METHODS: A total of 145 abstracts mentioning AI or LLMs were identified from the ISPOR presentations database and reviewed in the Nested Knowledge platform. Adaptive Smart Tags recommended extraction and experts rapidly curated abstract information including objectives, methodology, HEOR task categories, AI platforms reported, data sources, validation approaches, and performance metrics. Findings were synthesized to define trends across methodologies and AI application domains.
RESULTS: Across domains that utilized AI, evidence synthesis dominated (n=60/145 abstracts), followed by real-world evidence applications (n=30) and economic modeling (n=18). Among models, LLMs were most frequently employed (n=70), followed by proprietary platforms (n=29) and retrieval-augmented generation systems (n=24). Performance metrics demonstrated accuracy of 70-100%, precision of 8-100%, and F1-scores of 11-99%. Efficiency gains included time savings of 48-95% and workload reductions of 46-90%. Validation primarily relied on direct human comparison (n=51), with limited external validation (n=30). Challenges included interpretability gaps (n=98) and ethical barriers (n=23). Hybrid AI-human models consistently outperformed fully automated or manual-only approaches.
CONCLUSIONS: Studies presented at ISPOR Europe 2025 demonstrated that AI tools reduce time and resource requirements for screening and data extraction in literature review and economic model programming, with the largest efficiency gains reported in high-volume, repetitive tasks. Across presentations, hybrid AI-expert workflows consistently outperformed fully automated approaches, reinforcing the need for human oversight to maintain analytical validity.
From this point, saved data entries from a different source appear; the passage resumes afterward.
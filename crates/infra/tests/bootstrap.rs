//! Process-wide setup from the environment. Kept in its own test binary since it
//! installs the global subscriber and mutates environment variables.

use stockkeep_infra::config::{ENV_CONFLICT_RETRIES, ENV_LOG};
use stockkeep_infra::store::InMemoryStore;
use stockkeep_infra::Services;
use tracing::Level;

#[test]
fn from_env_applies_retry_count_and_log_filter() {
    // SAFETY: the only test in this binary; no other thread reads the environment.
    unsafe {
        std::env::remove_var("RUST_LOG");
        std::env::set_var(ENV_CONFLICT_RETRIES, "4");
        std::env::set_var(ENV_LOG, "warn");
    }

    let services = Services::from_env(InMemoryStore::new()).unwrap();
    assert_eq!(services.config.conflict_retries, 4);
    assert_eq!(services.config.log_filter, "warn");

    assert!(tracing::dispatcher::has_been_set());
    assert!(tracing::enabled!(Level::WARN));
    assert!(!tracing::enabled!(Level::INFO));

    // Services built this way are usable straight away.
    let category = services.catalog.create_category("General", "").unwrap();
    assert_eq!(services.catalog.list_categories().unwrap(), vec![category]);
}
The range of applications, from title/abstract screening to qualitative coding to payer communication, reflects rapid experimentation, though most studies were proof-of-concept or single-use-case evaluations. These findings suggest near-term adoption should prioritize applications with reproducible validation methods while the field develops shared quality frameworks and reporting standards for HEOR-specific AI use.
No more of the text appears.